Worldwide, scientists have documented the extinction of 32 species of frogs in recent decades, and 200 more are in decline- including some species found in our own backyards. Like canaries in a coal mine, frogs and toads are sensitive to pollutants and changes in their habitat. They have extremely permeable skin that allows chemicals- gas and liquid- to easily penetrate their bodies. This is why they are excellent "sentinels" of the health of our environment. By knowing where in our environment frogs are flourishing and where they may be vanishing, researchers can direct their efforts to protect key habitats, ensuring not only the continued vitality and diversity of amphibians, but of our own quality of life.

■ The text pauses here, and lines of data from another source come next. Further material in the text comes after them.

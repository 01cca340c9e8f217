//! This library provides a signed, overflow-safe [`Duration`] type. Instead of wrapping
//! around or panicking on overflow, all arithmetic saturates to [`Duration::INFINITE`] or
//! [`Duration::NEG_INFINITE`].
//!
//! ## Usage
//!
//! Durations can be constructed from any [`DurationUnit`], or parsed from either the
//! human-readable or the ISO-8601 format using Rust's standard
//! [`FromStr`](std::str::FromStr) trait.
//!
//! ```
//! use stackable_duration::{Duration, DurationUnit};
//!
//! let duration: Duration = "1h 30m".parse().expect("valid duration");
//! assert_eq!(duration, Duration::from_mins(90));
//! assert_eq!(duration.to_iso_string(), "PT1H30M");
//!
//! let duration = Duration::parse("PT1.5S").expect("valid ISO-8601 duration");
//! assert_eq!(duration.to_string(), "1.500s");
//! assert_eq!(duration.to_string_in(DurationUnit::Milliseconds, 0), "1500ms");
//! ```
//!
//! Overflowing values saturate to infinity, which behaves like an absorbing value.
//!
//! ```
//! use stackable_duration::Duration;
//!
//! let huge = Duration::from_days(i64::MAX);
//! assert!(huge.is_infinite());
//! assert_eq!(huge + Duration::from_secs(1), Duration::INFINITE);
//! assert_eq!(huge.to_string(), "Infinity");
//!
//! // Undefined results are reported by the checked methods
//! assert!(Duration::INFINITE.try_add(Duration::NEG_INFINITE).is_err());
//! ```
//!
//! ## Features
//!
//! - `serde` (default): (De)serializes durations as strings.
//! - `schemars`: Provides a JSON schema for [`Duration`].
//! - `chrono`, `time` and `jiff`: Conversions to and from the duration types of the
//!   respective crates.

// NOTE: Required for `#[apply]` of rstest_reuse templates in nested test modules.
#[cfg(test)]
use rstest_reuse::{self};

pub mod duration;
pub mod unit;

pub use duration::{
    ArithmeticError, ConversionError, Duration, InvalidValueError, ParseDurationError,
};
pub use unit::DurationUnit;
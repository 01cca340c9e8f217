use crate::duration::{ConversionError, Duration};

impl From<time::Duration> for Duration {
    /// Converts a [`time::Duration`], saturating to an infinite duration if it is too
    /// large.
    fn from(value: time::Duration) -> Self {
        Self::from_total_nanos(value.whole_nanoseconds())
    }
}

impl TryFrom<Duration> for time::Duration {
    type Error = ConversionError;

    fn try_from(value: Duration) -> Result<Self, Self::Error> {
        let (secs, nanos) = value.try_to_secs_nanos()?;
        Ok(Self::new(secs, nanos))
    }
}
use std::path::PathBuf;

use thiserror::Error;

use crate::domain::{
    aggregates::ServiceListing,
    value_objects::{DeviceIdentifier, ServiceName},
};

#[derive(Debug, Error)]
pub enum NetworkConfigError {
    #[error("network configuration utility not found at {path}")]
    UtilityMissing { path: PathBuf },
    #[error("failed to execute `{command}`")]
    Execute {
        command: String,
        #[source]
        source: std::io::Error,
    },
    #[error("`{command}` failed with exit code {code}")]
    Failed { command: String, code: i32 },
    #[error("`{command}` terminated without an exit code")]
    Terminated { command: String },
}

impl NetworkConfigError {
    pub const fn exit_code(&self) -> Option<i32> {
        match self {
            Self::Failed { code, .. } => Some(*code),
            Self::UtilityMissing { .. } | Self::Execute { .. } | Self::Terminated { .. } => None,
        }
    }
}

#[trait_variant::make(Send + Sync)]
pub trait NetworkConfigPort {
    fn describe(&self) -> String;
    fn validate_ready(&self) -> Result<(), NetworkConfigError>;
    async fn list_services(&self) -> Result<ServiceListing, NetworkConfigError>;
    async fn set_service_enabled(
        &self,
        service_name: &ServiceName,
        enabled: bool,
    ) -> Result<(), NetworkConfigError>;
    async fn set_wireless_power(
        &self,
        device: &DeviceIdentifier,
        powered: bool,
    ) -> Result<(), NetworkConfigError>;
}
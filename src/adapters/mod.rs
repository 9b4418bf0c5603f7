pub mod dry_run;
pub mod networksetup;
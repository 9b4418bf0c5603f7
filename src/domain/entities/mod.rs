pub mod network_service_entry;

pub use network_service_entry::NetworkServiceEntry;
pub mod disabler;
pub mod network_service;
pub mod runtime;

pub use network_service::{DeviceIdentifier, HardwarePort, ServiceName, WIFI_HARDWARE_PORT};
pub use runtime::{NonEmptyText, RunMode};
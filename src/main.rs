#[tokio::main(flavor = "current_thread")]
async fn main() {
    netdisable::app::bootstrap::run().await;
}
pub mod service;
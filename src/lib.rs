#![allow(clippy::missing_errors_doc, clippy::must_use_candidate)]

pub mod adapters;
pub mod app;
pub mod domain;
pub mod ports;
pub mod slices;
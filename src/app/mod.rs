pub mod bootstrap;
pub mod errors;
pub mod logging;
pub mod readiness;
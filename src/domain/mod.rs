pub mod aggregates;
pub mod config;
pub mod entities;
pub mod services;
pub mod settings;
pub mod value_objects;
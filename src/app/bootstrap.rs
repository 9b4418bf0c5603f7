use std::error::Error;

use log::LevelFilter;

use crate::{
    adapters::{dry_run::DryRunNetworkConfig, networksetup::NetworkSetupAdapter},
    app::{errors::AppError, logging::init_logging, readiness::validate_network_config_readiness},
    domain::{settings::RuntimeSettings, value_objects::RunMode},
    ports::network_config::NetworkConfigPort,
    slices::disabler::service::ServiceDisabler,
};

pub async fn run() {
    let outcome = run_inner().await;
    log::logger().flush();

    if let Err(error) = outcome {
        eprintln!("{}", render_error_chain(&error));
        std::process::exit(error.exit_code());
    }
}

async fn run_inner() -> Result<(), AppError> {
    let settings = RuntimeSettings::from_args()?;

    init_logging(resolve_level_filter(), settings.log_file_path.as_deref()).await?;

    log::info!("netdisable");

    let network_config = NetworkSetupAdapter::new(settings.networksetup_path.clone());

    log::info!(
        "Settings: \
\n\tCONFIG: {}{}\
\n\tRUN_MODE: {}\
\n\tNETWORKSETUP: {}\
\n\tLOG_FILE: {}",
        settings.config_path,
        if settings.config_required {
            ""
        } else {
            " (optional)"
        },
        settings.run_mode,
        network_config.describe(),
        settings
            .log_file_path
            .as_ref()
            .map_or_else(|| "(disabled)".to_owned(), |path| path.display().to_string()),
    );

    validate_network_config_readiness(&network_config)?;

    match settings.run_mode {
        RunMode::Apply => {
            ServiceDisabler::new(network_config).disable_all().await?;
        }
        RunMode::DryRun => {
            ServiceDisabler::new(DryRunNetworkConfig::new(network_config))
                .disable_all()
                .await?;
        }
        RunMode::List => {
            ServiceDisabler::new(network_config).list_services().await?;
        }
    }

    Ok(())
}

fn resolve_level_filter() -> LevelFilter {
    match std::env::var("RUST_LOG")
        .unwrap_or_else(|_| "info".to_owned())
        .to_lowercase()
        .as_str()
    {
        "trace" => LevelFilter::Trace,
        "debug" => LevelFilter::Debug,
        "info" => LevelFilter::Info,
        "warn" => LevelFilter::Warn,
        "error" => LevelFilter::Error,
        _ => LevelFilter::Info,
    }
}

fn render_error_chain(error: &(dyn Error + 'static)) -> String {
    let mut rendered = format!("error: {}", error);
    for cause in std::iter::successors(error.source(), |&cause| cause.source()) {
        rendered.push_str("\n  caused by: ");
        rendered.push_str(&cause.to_string());
    }
    rendered
}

To better understand the link between frogs and the overall well being of our environment, the Hillsborough River Watershed Alliance created the Frog Listening Network. Scientists from public agencies, universities, and local organizations plus thousands of everyday volunteers just like you help form the Frog Listening Network.

Why are frogs food "sentinels" of the environment?

Although frogs and toads spend most of their lives on land, their eggs must be deposited in water. After being born and maturing in the water, they move onto land to live and then go back to the water to reproduce. This dependence upon both land and water to complete their life cycles makes frogs and toads excellent barometers, or sentinels, of environmental health. Likewise, their sensitive skin makes them susceptible to changes in the environment, such as by pesticides and herbicides, which is another key to their ability to serve as indicators of the environment.

Why is watershed health important to frogs?

Frogs need healthy watersheds because they depend on them for producing offspring. Polluted water may cause some tadpoles to grow abnormally or not survive. Some declines in certain frog species populations may indicate poor water quality. Frogs have adapted to the normal hydroperiod, that is, the normal fluctuation of wet and dry periods in their breeding grounds. Changes in water quality or quantity, or timing of precipitation could affect their breeding cycle.

Why is it called the Frog "Listening" Network?

With the arrival of warm weather, frogs and toads gather near ponds, lakes, streams, ditches, or even swimming pools, usually on rainy summer evenings to call to their mates. While they are easy to hear, frogs and toads are often difficult to spot visually. They are usually found in dense vegetation, they can sometimes be quite tiny, and some are very good ventriloquists. They also like to make their appearances during weather conditions that most people like to avoid such as while it is raining or after dark. So it is easier to listen for frogs rather than try to see them. This can be difficult to get used to if you tend to like bird watching on clear and beautiful mornings. However, we encourage you to give frog listening a fair chance because we are convinced that once you identify your first frog you will be hooked. The sound of a deafening chorus of five species of frogs is an unforgettable experience. It is a fun and exciting activity that the entire family can enjoy while contributing to environmental conservation.

Where do frogs come from?

A frog begins life as an egg deposited in a body of water. The egg hatches into a tadpole after 6 to 21 days, depending on the species. About 7 to 10 days later, the tadpole begins to swim and feed on algae. Over the next 6 to 9 weeks, the tadpole gradually changes, losing its long tail and sprouting arms and legs. The "froglet", as it is now known, begins to eat plants and insects floating in the water. By the time it is 3-4 months old, the tadpole has absorbed its stubby tail and abandons its watery world to begin its adult life on land as a full-grown frog.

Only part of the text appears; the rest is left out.